Around $20M at risk as Friend Tech's security comes under scrutiny with users reporting SIM-swap attacks
The security of Friend.Tech users’ funds are in question due to a wave of reported compromised accounts and the subsequent loss of funds through SIM-swap attacks and hacks.
Victims
In an Oct. 3 post on X (formerly Twitter), a victim, Daren, revealed how he was SIM swapped and robbed of 22 ETH.
“The 34 of my own keys that I owned were sold, rugging anyone who held my key, all the other keys I owned were sold, and the rest of the ETH in my wallet was drained.”
Daren mentioned that due to a series of spam calls, he enabled the silent mode on his phone. Unfortunately, this caused him to overlook a critical notification from Verizon regarding suspicious activity on his account. He added:
“If your Twitter account is doxxed to your real name, your phone number can be found, and this could happen to you.”
Another victim, Dipper, explained that their FT account was compromised despite their use of a strong password. However, that could not stop the attacker, who siphoned all the keys and funds in the wallet to another. Dipper claimed to have lost 6.5 ETH to the incident.
Friend.Tech’s platform security questioned.
Following the attacks, SlowMist founder Cos said Friend.Tech’s centralization risks information leakage because the platform requires users to register with a mobile phone number, a Gmail email address, or an Apple account. He added:
“There is not even a two-factor authentication (2FA). Of course, perpetrators are keeping an eye on these bad attack methods.”
This view was also shared by crypto trading firm Manifold Trading, which stated that “any hacker [that] gains access to a FriendTech account via simswap/email hack, can rug the whole account.”

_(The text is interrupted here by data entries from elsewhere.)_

//! Deployment status projection
//!
//! Links releases to exposed domains. [`project`] is a pure transform from
//! (domains, releases) to an updated release list plus the indices that
//! changed; [`push`] then mirrors the changed entries onto the code-hosting
//! service with at-most-one-redundant-write semantics.

use tracing::{debug, warn};

use crate::crd::{
    DeploymentRecord, DeploymentState, ExposedDomain, Release, ReleaseSelector,
};
use crate::forge::{DeploymentRequest, ForgeClient};

/// Read-only view of one ExposedDomain used during projection
#[derive(Clone, Debug)]
pub struct DomainView {
    /// `namespace/name` reference recorded on matched deployments
    pub network_ref: String,
    /// Externally reachable URL
    pub url: String,
    /// Release identity this domain serves
    pub selector: Option<ReleaseSelector>,
}

impl DomainView {
    /// Build views from ExposedDomain resources
    pub fn from_domains(domains: &[ExposedDomain]) -> Vec<Self> {
        domains.iter().map(Self::from_domain).collect()
    }

    /// Build a view from one ExposedDomain resource
    pub fn from_domain(domain: &ExposedDomain) -> Self {
        use kube::ResourceExt;
        Self {
            network_ref: format!(
                "{}/{}",
                domain.namespace().unwrap_or_default(),
                domain.name_any()
            ),
            url: domain.spec.url.clone(),
            selector: domain.spec.release.clone(),
        }
    }

    fn matches(&self, release: &Release) -> bool {
        self.selector
            .as_ref()
            .is_some_and(|sel| sel.matches(release))
    }
}

/// Project domains onto releases. Pure; no I/O.
///
/// For each release the first matching domain wins:
/// - no deployment yet and the domain is not being deleted: attach a new
///   deployment in state success with the domain URL
/// - existing deployment, domain being deleted, not yet inactive: clear the
///   URL and retire the deployment
///
/// Unmatched releases pass through unchanged. Returns the changed indices
/// and the updated list.
pub fn project(
    domains: &[DomainView],
    deleted: bool,
    releases: &[Release],
) -> (Vec<usize>, Vec<Release>) {
    let mut changed = Vec::new();
    let mut updated = releases.to_vec();

    for (idx, release) in updated.iter_mut().enumerate() {
        let Some(domain) = domains.iter().find(|d| d.matches(release)) else {
            continue;
        };

        if release.deployment.is_none() {
            if !deleted {
                release.deployment = Some(DeploymentRecord {
                    id: None,
                    network_ref: domain.network_ref.clone(),
                    state: DeploymentState::Success,
                    url: Some(domain.url.clone()),
                });
                changed.push(idx);
            }
        } else if deleted {
            if let Some(deployment) = release.deployment.as_mut() {
                if deployment.state != DeploymentState::Inactive {
                    deployment.url = None;
                    deployment.state = DeploymentState::Inactive;
                    changed.push(idx);
                }
            }
        }
    }

    (changed, updated)
}

/// Mirror changed releases onto the remote service.
///
/// Creates the remote deployment on first match (the id is assigned once and
/// never changes afterwards), then appends a deployment status only when the
/// newest remote status differs from the desired state. Per-release failures
/// are logged and do not block the remaining changed releases; the returned
/// list reflects the last attempted write regardless of remote success.
pub async fn push(
    forge: &dyn ForgeClient,
    token: &str,
    owner: &str,
    repo: &str,
    mut releases: Vec<Release>,
    changed: &[usize],
) -> Vec<Release> {
    for &idx in changed {
        let Some(release) = releases.get_mut(idx) else {
            continue;
        };
        let name = release.name.clone();
        let tag = release.tag.clone();
        let Some(deployment) = release.deployment.as_mut() else {
            continue;
        };

        if deployment.id.is_none() {
            let request = DeploymentRequest {
                target_ref: tag.clone(),
                auto_merge: false,
                environment: (name != repo).then(|| name.clone()),
            };
            match forge.create_deployment(token, owner, repo, &request).await {
                Ok(remote) => deployment.id = Some(remote.id),
                Err(e) => {
                    warn!(owner, repo, release = %name, error = %e, "deployment create failed");
                    continue;
                }
            }
        }

        let Some(deployment_id) = deployment.id else {
            continue;
        };
        let desired = deployment.state.as_str();

        match latest_status_state(forge, token, owner, repo, deployment_id).await {
            Ok(Some(state)) if state == desired => {
                debug!(owner, repo, release = %name, state = desired, "deployment status already current");
            }
            Ok(_) => {
                if let Err(e) = forge
                    .create_deployment_status(token, owner, repo, deployment_id, desired)
                    .await
                {
                    warn!(owner, repo, release = %name, error = %e, "deployment status write failed");
                }
            }
            Err(e) => {
                warn!(owner, repo, release = %name, error = %e, "deployment status listing failed");
            }
        }
    }

    releases
}

/// Page through remote statuses and return the newest state, if any
async fn latest_status_state(
    forge: &dyn ForgeClient,
    token: &str,
    owner: &str,
    repo: &str,
    deployment_id: i64,
) -> Result<Option<String>, crate::forge::ForgeError> {
    let mut newest: Option<(i64, String)> = None;
    let mut page = 1u32;

    loop {
        let listing = forge
            .list_deployment_statuses(token, owner, repo, deployment_id, page)
            .await?;
        for status in listing.items {
            if newest.as_ref().map_or(true, |(id, _)| status.id > *id) {
                newest = Some((status.id, status.state));
            }
        }
        match listing.next {
            Some(next) => page = next,
            None => break,
        }
    }

    Ok(newest.map(|(_, state)| state))
}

“FriendTech’s current setup also technically allows a rogue dev to reconstruct private keys via Shamir-Secret-Sharing shares that they can recover from user data in their database – so in reality, the whole TVL is at risk.”
According to Dune Analytics data, Friend.Tech has enjoyed a viral growth that has seen the total value of assets locked on the platform balloon to over 30,000 ETH, around $50 million.
These security concerns pose a significant threat to Friend.Tech users’ funds. Manifold’s assessment indicates that a minimum of $20 million in the platform users’ assets may be vulnerable to sim-swap attacks.